◆ **Required work**:
Write out the data exactly from its first line onward, ending with the line in which "total jobs failed" appears.

Extracted records
****************************************
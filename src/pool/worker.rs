//! Lane worker thread implementation

use crate::bank::Task;
use crate::core::{BankError, BoxedJob, Result};
use crate::sync::AdmissionGate;
use crossbeam_channel::Receiver;
use std::panic::{catch_unwind, AssertUnwindSafe};
use std::sync::atomic::{AtomicU64, Ordering};
use std::sync::Arc;
use std::thread;
use std::time::{Duration, Instant};

#[cfg(feature = "tracing")]
use tracing::{span, Level};

/// Statistics for a lane worker thread
#[derive(Debug, Default)]
pub struct WorkerStats {
    /// Total number of jobs processed
    pub jobs_processed: AtomicU64,
    /// Total number of jobs that failed
    pub jobs_failed: AtomicU64,
    /// Total number of jobs that panicked
    pub jobs_panicked: AtomicU64,
    /// Total time spent processing jobs (microseconds)
    pub total_processing_time_us: AtomicU64,
}

impl WorkerStats {
    /// Create new worker statistics
    pub fn new() -> Self {
        Self::default()
    }

    fn increment_processed(&self) {
        self.jobs_processed.fetch_add(1, Ordering::Relaxed);
    }

    fn increment_failed(&self) {
        self.jobs_failed.fetch_add(1, Ordering::Relaxed);
    }

    fn increment_panicked(&self) {
        self.jobs_panicked.fetch_add(1, Ordering::Relaxed);
    }

    fn add_processing_time(&self, elapsed: Duration) {
        self.total_processing_time_us
            .fetch_add(elapsed.as_micros() as u64, Ordering::Relaxed);
    }

    /// Get total jobs processed
    pub fn get_jobs_processed(&self) -> u64 {
        self.jobs_processed.load(Ordering::Relaxed)
    }

    /// Get total jobs failed
    pub fn get_jobs_failed(&self) -> u64 {
        self.jobs_failed.load(Ordering::Relaxed)
    }

    /// Get total jobs panicked
    pub fn get_jobs_panicked(&self) -> u64 {
        self.jobs_panicked.load(Ordering::Relaxed)
    }

    /// Get total time spent inside jobs
    pub fn get_total_processing_time(&self) -> Duration {
        Duration::from_micros(self.total_processing_time_us.load(Ordering::Relaxed))
    }
}

/// A worker thread that pulls jobs from its lane and runs each one under an
/// admission permit.
#[derive(Debug)]
pub struct LaneWorker {
    id: usize,
    lane: Task,
    thread: Option<thread::JoinHandle<()>>,
    stats: Arc<WorkerStats>,
}

impl LaneWorker {
    /// Create and start a new worker
    ///
    /// # Arguments
    ///
    /// * `id` - Identifier of this worker within its lane
    /// * `lane` - The task kind the lane serves
    /// * `jobs` - Receiving end of the lane's job channel
    /// * `gate` - Admission gate shared by every worker of the lane
    /// * `thread_name_prefix` - Prefix for the thread name
    ///
    /// # Shutdown Behavior
    ///
    /// Workers exit once every sender of `jobs` is dropped and the channel
    /// is drained, so all submitted jobs run before the worker stops.
    pub fn new(
        id: usize,
        lane: Task,
        jobs: Receiver<BoxedJob>,
        gate: Arc<AdmissionGate>,
        thread_name_prefix: &str,
    ) -> Result<Self> {
        let stats = Arc::new(WorkerStats::new());
        let stats_clone = Arc::clone(&stats);

        let thread = thread::Builder::new()
            .name(format!("{}-{}-{}", thread_name_prefix, lane.lane_name(), id))
            .spawn(move || {
                Self::run(id, lane, jobs, gate, stats_clone);
            })
            .map_err(|e| {
                BankError::spawn_with_source(lane.lane_name(), id, e.to_string(), e)
            })?;

        Ok(Self {
            id,
            lane,
            thread: Some(thread),
            stats,
        })
    }

    /// Get worker ID
    pub fn id(&self) -> usize {
        self.id
    }

    /// Get the lane this worker serves
    pub fn lane(&self) -> Task {
        self.lane
    }

    /// Get worker statistics
    pub fn stats(&self) -> Arc<WorkerStats> {
        Arc::clone(&self.stats)
    }

    /// Join the worker thread
    pub fn join(mut self) -> Result<()> {
        if let Some(thread) = self.thread.take() {
            thread
                .join()
                .map_err(|_| BankError::join(self.lane.lane_name(), self.id, "Worker panicked"))?;
        }
        Ok(())
    }

    fn run(
        id: usize,
        lane: Task,
        jobs: Receiver<BoxedJob>,
        gate: Arc<AdmissionGate>,
        stats: Arc<WorkerStats>,
    ) {
        #[cfg(feature = "tracing")]
        let worker_span = span!(Level::DEBUG, "lane_worker", lane = lane.lane_name(), id = id);
        #[cfg(feature = "tracing")]
        let _guard = worker_span.enter();

        log::debug!("{} worker {} started", lane.lane_name(), id);

        for mut job in jobs.iter() {
            let permit = match gate.acquire() {
                Ok(permit) => permit,
                Err(e) => {
                    log::error!("{} worker {}: {}; dropping job", lane.lane_name(), id, e);
                    stats.increment_failed();
                    continue;
                }
            };

            #[cfg(feature = "tracing")]
            crate::telemetry::metrics::record_worker_busy(lane, id);

            Self::execute_job(id, lane, &mut job, &stats);
            drop(permit);

            #[cfg(feature = "tracing")]
            crate::telemetry::metrics::record_worker_idle(lane, id);
        }

        log::debug!(
            "{} worker {} shutting down after {} jobs ({} failed, {} panicked)",
            lane.lane_name(),
            id,
            stats.get_jobs_processed(),
            stats.get_jobs_failed(),
            stats.get_jobs_panicked()
        );
    }

    /// Execute a single job with panic protection
    fn execute_job(id: usize, lane: Task, job: &mut BoxedJob, stats: &WorkerStats) {
        let start = Instant::now();
        let panic_result = catch_unwind(AssertUnwindSafe(|| job.execute()));
        let elapsed = start.elapsed();

        match panic_result {
            Ok(Ok(())) => {
                stats.increment_processed();
                #[cfg(feature = "tracing")]
                crate::telemetry::metrics::record_completion(lane, elapsed, true);
            }
            Ok(Err(e)) => {
                log::warn!(
                    "{} worker {}: {} failed after {:?}: {}",
                    lane.lane_name(),
                    id,
                    job.job_type(),
                    elapsed,
                    e
                );
                #[cfg(feature = "tracing")]
                crate::telemetry::metrics::record_completion(lane, elapsed, false);
                stats.increment_failed();
            }
            Err(panic_info) => {
                let panic_msg = if let Some(s) = panic_info.downcast_ref::<&str>() {
                    s.to_string()
                } else if let Some(s) = panic_info.downcast_ref::<String>() {
                    s.clone()
                } else {
                    "Unknown panic".to_string()
                };
                log::error!(
                    "{} worker {}: {} panicked: {}",
                    lane.lane_name(),
                    id,
                    job.job_type(),
                    panic_msg
                );
                #[cfg(feature = "tracing")]
                crate::telemetry::metrics::record_panic(lane, elapsed);
                stats.increment_panicked();
            }
        }

        stats.add_processing_time(elapsed);
    }
}

impl Drop for LaneWorker {
    fn drop(&mut self) {
        if let Some(thread) = self.thread.take() {
            // Only reached when the lane was not shut down; the channel is
            // already disconnected by then, so the thread is finishing.
            if thread.join().is_err() {
                log::error!(
                    "{} worker {} panicked during shutdown",
                    self.lane.lane_name(),
                    self.id
                );
            }
        }
    }
}

#[cfg(test)]
mod tests {
    use super::*;
    use crate::core::ClosureJob;
    use crossbeam_channel as channel;

    fn spawn_worker(lane: Task, capacity: usize) -> (channel::Sender<BoxedJob>, LaneWorker) {
        let (tx, rx) = channel::unbounded();
        let gate = Arc::new(AdmissionGate::new(lane.lane_name(), capacity));
        let worker = LaneWorker::new(0, lane, rx, gate, "test").expect("Failed to create worker");
        (tx, worker)
    }

    #[test]
    fn test_worker_creation() {
        let (tx, worker) = spawn_worker(Task::Loan, 1);
        assert_eq!(worker.id(), 0);
        assert_eq!(worker.lane(), Task::Loan);

        drop(tx);
        worker.join().expect("Failed to join worker");
    }

    #[test]
    fn test_worker_runs_all_jobs_before_exit() {
        let (tx, worker) = spawn_worker(Task::Deposit, 2);
        let stats = worker.stats();

        for _ in 0..5 {
            tx.send(Box::new(ClosureJob::new(|| Ok(()))))
                .expect("Failed to send job");
        }
        tx.send(Box::new(ClosureJob::new(|| {
            Err(BankError::other("teller error"))
        })))
        .expect("Failed to send job");

        drop(tx);
        worker.join().expect("Failed to join worker");

        assert_eq!(stats.get_jobs_processed(), 5);
        assert_eq!(stats.get_jobs_failed(), 1);
        assert_eq!(stats.get_jobs_panicked(), 0);
    }

    #[test]
    fn test_worker_panic_handling() {
        let (tx, worker) = spawn_worker(Task::Loan, 1);
        let stats = worker.stats();

        tx.send(Box::new(ClosureJob::new(|| {
            panic!("Intentional panic for testing");
        })))
        .expect("Failed to send panicking job");
        tx.send(Box::new(ClosureJob::new(|| Ok(()))))
            .expect("Failed to send normal job");

        drop(tx);
        worker.join().expect("Failed to join worker");

        // The worker kept going after the panic.
        assert_eq!(stats.get_jobs_panicked(), 1);
        assert_eq!(stats.get_jobs_processed(), 1);
    }
}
****************************************
◆ **Output below**:
filename src/pool/worker.rs
//! Lane worker thread implementation

use crate::bank::Task;
use crate::core::{BankError, BoxedJob, Result};
use crate::sync::AdmissionGate;
use crossbeam_channel::Receiver;
use std::panic::{catch_unwind, AssertUnwindSafe};
use std::sync::atomic::{AtomicU64, Ordering};
use std::sync::Arc;
use std::thread;
use std::time::{Duration, Instant};

#[cfg(feature = "tracing")]
use tracing::{span, Level};

/// Statistics for a lane worker thread
#[derive(Debug, Default)]
pub struct WorkerStats {
    /// Total number of jobs processed
    pub jobs_processed: AtomicU64,
    /// Total number of jobs that failed
    pub jobs_failed: AtomicU64,
    /// Total number of jobs that panicked
    pub jobs_panicked: AtomicU64,
    /// Total time spent processing jobs (microseconds)
    pub total_processing_time_us: AtomicU64,
}

impl WorkerStats {
    /// Create new worker statistics
    pub fn new() -> Self {
        Self::default()
    }

    fn increment_processed(&self) {
        self.jobs_processed.fetch_add(1, Ordering::Relaxed);
    }

    fn increment_failed(&self) {
        self.jobs_failed.fetch_add(1, Ordering::Relaxed);
    }

    fn increment_panicked(&self) {
        self.jobs_panicked.fetch_add(1, Ordering::Relaxed);
    }

    fn add_processing_time(&self, elapsed: Duration) {
        self.total_processing_time_us
            .fetch_add(elapsed.as_micros() as u64, Ordering::Relaxed);
    }

    /// Get total jobs processed
    pub fn get_jobs_processed(&self) -> u64 {
        self.jobs_processed.load(Ordering::Relaxed)
    }

    /// Get total jobs failed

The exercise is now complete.